With hyperactive direction from “Madagascar” veteran Eric Darnell and newcomer Simon J. Smith (“Bee Movie”), barely a moment goes by without a wacky shenanigan or massive action setpiece to keep up the relentless pace. The jokes may be plentiful but they’re rarely inspired, typified by a Riverdance parody (isn’t that way past its expiration date?), kid-friendly bodily-function humor (“Nobody breaks the North Wind!”) and Brine’s increasingly insipid habit of speaking to his minions in celebrity-name puns. (“Nicolas, cage them!” “William, hurt them!” At least “Charlize, they’re on the ray!” isn’t too shabby.)

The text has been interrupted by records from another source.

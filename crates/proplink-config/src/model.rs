// SPDX-FileCopyrightText: 2026 Proplink Contributors
// SPDX-License-Identifier: MIT OR Apache-2.0

//! Configuration model structs for the Proplink conversation engine.
//!
//! All structs use `#[serde(deny_unknown_fields)]` to reject unrecognized
//! config keys at startup, providing actionable error messages.

use serde::{Deserialize, Serialize};

/// Top-level Proplink configuration.
///
/// Loaded from TOML files following XDG hierarchy, with environment variable
/// overrides. All sections are optional and default to sensible values.
#[derive(Debug, Clone, Default, Deserialize, Serialize)]
#[serde(deny_unknown_fields)]
pub struct ProplinkConfig {
    /// Engine identity and behavior settings.
    #[serde(default)]
    pub engine: EngineConfig,

    /// Transport connection and delivery settings.
    #[serde(default)]
    pub transport: TransportConfig,

    /// Storage backend settings.
    #[serde(default)]
    pub storage: StorageConfig,

    /// OTP verification settings.
    #[serde(default)]
    pub otp: OtpConfig,

    /// Intent classifier settings.
    #[serde(default)]
    pub classifier: ClassifierConfig,
}

/// Engine identity and behavior configuration.
#[derive(Debug, Clone, Deserialize, Serialize)]
#[serde(deny_unknown_fields)]
pub struct EngineConfig {
    /// Display name of the engine.
    #[serde(default = "default_engine_name")]
    pub name: String,

    /// Logging level (trace, debug, info, warn, error).
    #[serde(default = "default_log_level")]
    pub log_level: String,

    /// Country calling code used to canonicalize sender phone numbers.
    #[serde(default = "default_country_code")]
    pub country_code: String,

    /// Minimum characters an incident description must have.
    #[serde(default = "default_min_description_len")]
    pub min_description_len: usize,
}

impl Default for EngineConfig {
    fn default() -> Self {
        Self {
            name: default_engine_name(),
            log_level: default_log_level(),
            country_code: default_country_code(),
            min_description_len: default_min_description_len(),
        }
    }
}

fn default_engine_name() -> String {
    "proplink".to_string()
}

fn default_log_level() -> String {
    "info".to_string()
}

fn default_country_code() -> String {
    "27".to_string()
}

fn default_min_description_len() -> usize {
    10
}

/// Transport connection and outbound delivery configuration.
#[derive(Debug, Clone, Deserialize, Serialize)]
#[serde(deny_unknown_fields)]
pub struct TransportConfig {
    /// Session identifier for this account's connection.
    #[serde(default = "default_session_id")]
    pub session_id: String,

    /// Seconds to wait before reconnecting after a non-logout closure.
    #[serde(default = "default_reconnect_delay_secs")]
    pub reconnect_delay_secs: u64,

    /// Seconds between disconnect and connect in an explicit reconnect.
    #[serde(default = "default_reconnect_pause_secs")]
    pub reconnect_pause_secs: u64,

    /// Maximum delivery attempts per outbound send.
    #[serde(default = "default_max_send_attempts")]
    pub max_send_attempts: u32,

    /// Base backoff delay between retries in milliseconds (doubles per attempt).
    #[serde(default = "default_base_backoff_ms")]
    pub base_backoff_ms: u64,

    /// Backoff ceiling in milliseconds.
    #[serde(default = "default_max_backoff_ms")]
    pub max_backoff_ms: u64,
}

impl Default for TransportConfig {
    fn default() -> Self {
        Self {
            session_id: default_session_id(),
            reconnect_delay_secs: default_reconnect_delay_secs(),
            reconnect_pause_secs: default_reconnect_pause_secs(),
            max_send_attempts: default_max_send_attempts(),
            base_backoff_ms: default_base_backoff_ms(),
            max_backoff_ms: default_max_backoff_ms(),
        }
    }
}

fn default_session_id() -> String {
    "main".to_string()
}

fn default_reconnect_delay_secs() -> u64 {
    3
}

fn default_reconnect_pause_secs() -> u64 {
    1
}

fn default_max_send_attempts() -> u32 {
    3
}

fn default_base_backoff_ms() -> u64 {
    500
}

fn default_max_backoff_ms() -> u64 {
    30_000
}

/// Storage backend configuration.
#[derive(Debug, Clone, Deserialize, Serialize)]
#[serde(deny_unknown_fields)]
pub struct StorageConfig {
    /// Path to the SQLite database file.
    #[serde(default = "default_database_path")]
    pub database_path: String,

    /// Enable WAL (Write-Ahead Logging) mode for SQLite.
    #[serde(default = "default_wal_mode")]
    pub wal_mode: bool,
}

impl Default for StorageConfig {
    fn default() -> Self {
        Self {
            database_path: default_database_path(),
            wal_mode: default_wal_mode(),
        }
    }
}

fn default_database_path() -> String {
    dirs::data_dir()
        .map(|p| p.join("proplink").join("proplink.db"))
        .unwrap_or_else(|| std::path::PathBuf::from("proplink.db"))
        .to_string_lossy()
        .into_owned()
}

fn default_wal_mode() -> bool {
    true
}

/// OTP verification configuration.
#[derive(Debug, Clone, Deserialize, Serialize)]
#[serde(deny_unknown_fields)]
pub struct OtpConfig {
    /// Seconds an issued code stays valid.
    #[serde(default = "default_code_ttl_secs")]
    pub code_ttl_secs: u64,
}

impl Default for OtpConfig {
    fn default() -> Self {
        Self {
            code_ttl_secs: default_code_ttl_secs(),
        }
    }
}

fn default_code_ttl_secs() -> u64 {
    600
}

/// Intent classifier configuration.
#[derive(Debug, Clone, Deserialize, Serialize)]
#[serde(deny_unknown_fields)]
pub struct ClassifierConfig {
    /// Confidence below which a classification forces explicit confirmation.
    #[serde(default = "default_confidence_threshold")]
    pub confidence_threshold: f32,
}

impl Default for ClassifierConfig {
    fn default() -> Self {
        Self {
            confidence_threshold: default_confidence_threshold(),
        }
    }
}

fn default_confidence_threshold() -> f32 {
    0.7
}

Limited attempts at heartfelt emotion between the characters play as pure sap, undermined by the frankly off-putting personalities of the penguins themselves. Skipper is insufferable, Private is a milquetoast doormat, Kowalski is an afterthought and Rico doesn’t even really speak (or do much else besides chow down on the penguins’ preferred junk food, the repulsive-sounding Cheezy Dibbles).

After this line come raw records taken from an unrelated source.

// SPDX-FileCopyrightText: 2026 Proplink Contributors
// SPDX-License-Identifier: MIT OR Apache-2.0

//! Reply text. Every failure path speaks plain language and tells the sender
//! how to proceed; raw errors never reach the chat.

use proplink_core::types::IncidentSummary;

use crate::state::ConversationState;

pub fn onboarding() -> String {
    "Hi! I'm the maintenance assistant for your property. To report a problem, \
     describe it in a sentence or two. If you have a property code (like PROP-ABC123), \
     include it. Type \"help\" at any point for guidance."
        .to_string()
}

pub fn ask_email() -> String {
    "I couldn't match your number to a property. Please reply with the email address \
     registered on your lease so I can verify you."
        .to_string()
}

pub fn invalid_email() -> String {
    "That doesn't look like an email address. Please send it like name@example.com, \
     or type \"cancel\" to stop."
        .to_string()
}

pub fn otp_sent(email: &str) -> String {
    format!("I've sent a 6-digit code to {email}. Please reply with the code.")
}

pub fn otp_issue_failed() -> String {
    "I couldn't send the verification code just now. Please try the email again in a \
     minute, or type \"cancel\" to stop."
        .to_string()
}

pub fn ask_otp() -> String {
    "Please reply with the 6-digit code from the email.".to_string()
}

pub fn otp_incorrect() -> String {
    "That code doesn't match. Please check the email and try again, or type \"cancel\" \
     to stop."
        .to_string()
}

pub fn otp_verify_failed() -> String {
    "I'm having trouble verifying the code right now. Please try again shortly."
        .to_string()
}

pub fn ask_property() -> String {
    "Which property is this about? Please send your property code (like PROP-ABC123)."
        .to_string()
}

pub fn invalid_property_code(code: &str) -> String {
    format!(
        "I don't recognize the code {code}. Please check it and try again, or type \
         \"cancel\" to stop."
    )
}

pub fn ask_description(property_name: &str) -> String {
    format!(
        "Thanks! You're set up for {property_name}. Please describe the problem in a \
         sentence or two."
    )
}

pub fn description_too_short(min_len: usize) -> String {
    format!(
        "Could you give me a bit more detail? A few words (at least {min_len} characters) \
         helps the maintenance team."
    )
}

pub fn ask_photos() -> String {
    "Got it. If you have photos of the problem, send them now. Otherwise reply \
     \"skip\"."
        .to_string()
}

pub fn incident_created(reference: &str) -> String {
    format!(
        "Your report is logged. Reference: {reference}. The maintenance team has been \
         notified and will be in touch. Send me a message any time for an update."
    )
}

pub fn creation_failed() -> String {
    "Sorry, I couldn't log the report just now due to a technical problem. Please try \
     again in a few minutes."
        .to_string()
}

pub fn photo_added(reference: &str) -> String {
    format!("Added your photo to {reference}.")
}

pub fn confirm_new_incident(preview: &str) -> String {
    format!(
        "Just to confirm: you'd like to open a new maintenance report for \"{preview}\"? \
         Reply \"yes\" to log it or \"no\" if it's about an existing report."
    )
}

pub fn confirm_follow_up(reference: &str) -> String {
    format!(
        "Is this about your existing report {reference}? Reply \"yes\" to add it there \
         or \"no\" to open a new report."
    )
}

pub fn follow_up_noted(reference: &str) -> String {
    format!("Thanks, I've added your note to {reference}.")
}

pub fn list_incidents(incidents: &[IncidentSummary]) -> String {
    let mut lines = vec![
        "You have more than one open report. Which one is this about?".to_string(),
    ];
    for (i, incident) in incidents.iter().enumerate() {
        lines.push(format!("{}. {}", i + 1, incident.title));
    }
    lines.push("Reply with the number, \"new\" for a new report, or \"cancel\".".to_string());
    lines.join("\n")
}

pub fn ask_update_or_closure() -> String {
    "Is the problem resolved, or is this additional information? Reply \"resolved\" to \
     close the report or \"update\" to keep it open."
        .to_string()
}

pub fn confirm_closure(reference: &str) -> String {
    format!("Should I close report {reference}? Reply \"yes\" to close it or \"no\" to keep it open.")
}

pub fn incident_closed(reference: &str) -> String {
    format!("Report {reference} is closed. Thanks for letting us know! Message me any time to report something new.")
}

pub fn close_failed() -> String {
    "I couldn't close the report just now. Please try again shortly.".to_string()
}

pub fn kept_open(reference: &str) -> String {
    format!("Noted. Report {reference} stays open and I've passed your update along.")
}

pub fn start_new_issue() -> String {
    "Okay, let's log a new report. Please describe the problem, and include your \
     property code if you have one."
        .to_string()
}

pub fn not_creating() -> String {
    "Okay, I won't open a new report. If it's about an existing report, just send the \
     details."
        .to_string()
}

pub fn selection_out_of_range(count: usize) -> String {
    format!(
        "Please reply with a number between 1 and {count}, \"new\" for a new report, \
         or \"cancel\"."
    )
}

pub fn code_validation_failed() -> String {
    "I'm having trouble checking property codes right now. Please try again shortly."
        .to_string()
}

pub fn cancelled() -> String {
    "No problem, I've cancelled that. Message me any time to report an issue.".to_string()
}

pub fn technical_difficulties() -> String {
    "Sorry, I ran into a technical problem on my side. Please send your message again \
     in a few minutes."
        .to_string()
}

/// State-specific help. Never mutates state.
pub fn help_for(state: &ConversationState) -> String {
    match state {
        ConversationState::Idle => onboarding(),
        ConversationState::AwaitingEmail { .. } => {
            "I need the email address on your lease to verify you. Send it like \
             name@example.com, or type \"cancel\" to stop."
                .to_string()
        }
        ConversationState::AwaitingOtp { .. } => {
            "Check your email for a 6-digit code and reply with just the code. Type \
             \"cancel\" to stop."
                .to_string()
        }
        ConversationState::AwaitingProperty { .. } => {
            "Send your property code, like PROP-ABC123. You can find it in your lease \
             or welcome letter."
                .to_string()
        }
        ConversationState::AwaitingDescription { .. } => {
            "Describe the problem in a sentence or two, for example \"the kitchen tap \
             is leaking under the sink\"."
                .to_string()
        }
        ConversationState::AwaitingPhotos { .. } => {
            "Send photos of the problem if you have any, or reply \"skip\" to finish \
             the report without photos."
                .to_string()
        }
        ConversationState::IncidentActive { .. } => {
            "You have an open report. Send updates or photos here, tell me it's \
             resolved, or say \"new issue\" to report something else."
                .to_string()
        }
        ConversationState::AwaitingClosureConfirmation { .. } => {
            "Reply \"yes\" to close the report or \"no\" to keep it open.".to_string()
        }
        ConversationState::AwaitingIncidentSelection { .. } => {
            "Reply with the number of the report your message is about, \"new\" for a \
             new report, or \"cancel\"."
                .to_string()
        }
        ConversationState::AwaitingNewIncidentConfirmation { .. } => {
            "Reply \"yes\" to open a new report or \"no\" if it's about an existing one."
                .to_string()
        }
        ConversationState::AwaitingFollowUpConfirmation { .. } => {
            "Reply \"yes\" to add this to your existing report or \"no\" to open a new \
             one."
                .to_string()
        }
        ConversationState::AwaitingUpdateOrClosure { .. } => {
            "Reply \"resolved\" to close the report or \"update\" to keep it open."
                .to_string()
        }
    }
}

Maybe the penguins were never meant to carry a feature film. (They’ve done just fine as the stars of a Nickelodeon animated series, set in an “alternate timeline” to avoid continuity conflicts with the bigscreen franchise.) As voiced by a quartet of behind-the-scenes craftsmen (McGrath, Miller and Vernon primarily work as directors, and Knights as an editor), they lack the flair and personality necessary for starring roles — even of the animated kind.
That’s all the more evident in comparison to Cumberbatch and Malkovich, who invest their vocal contributions with colorful traits and rich inner lives that belie their all-too-limited screen time. (Animators apparently observed both actors’ individual work in the recording booth and borrowed gestures and movements from those physical performances for their toon counterparts.) Although the two thesps have experience with motion capture work (Cumberbatch in “The Hobbit” films and Malkovich in “Beowulf”), “Penguins” reps the first traditionally animated feature for each. Judging by the much-needed added value they bring here, it won’t be the last.
On the tech side, the pic is a generally smooth ride, with careful consideration given to making the many action sequences pop in 3D. But the graceful camerawork, precise editing and high-quality animation still can’t disguise the lack of imagination that went into the overall conception and the repetitive sameness that creeps into every bind the penguins find themselves in. Despite the varied locations — Venice, Shanghai and Kentucky’s Fort Knox among them — “Penguins” never has the feel of a thrilling globe-trotting caper.
As long as “Penguins” entertains their kids, frazzled parents aren’t likely to mind the lackluster effort. But in a year in which they’ve already been exposed to “The Lego Movie” and “Big Hero 6,” even the littlest moviegoers may very well call fowl on this one.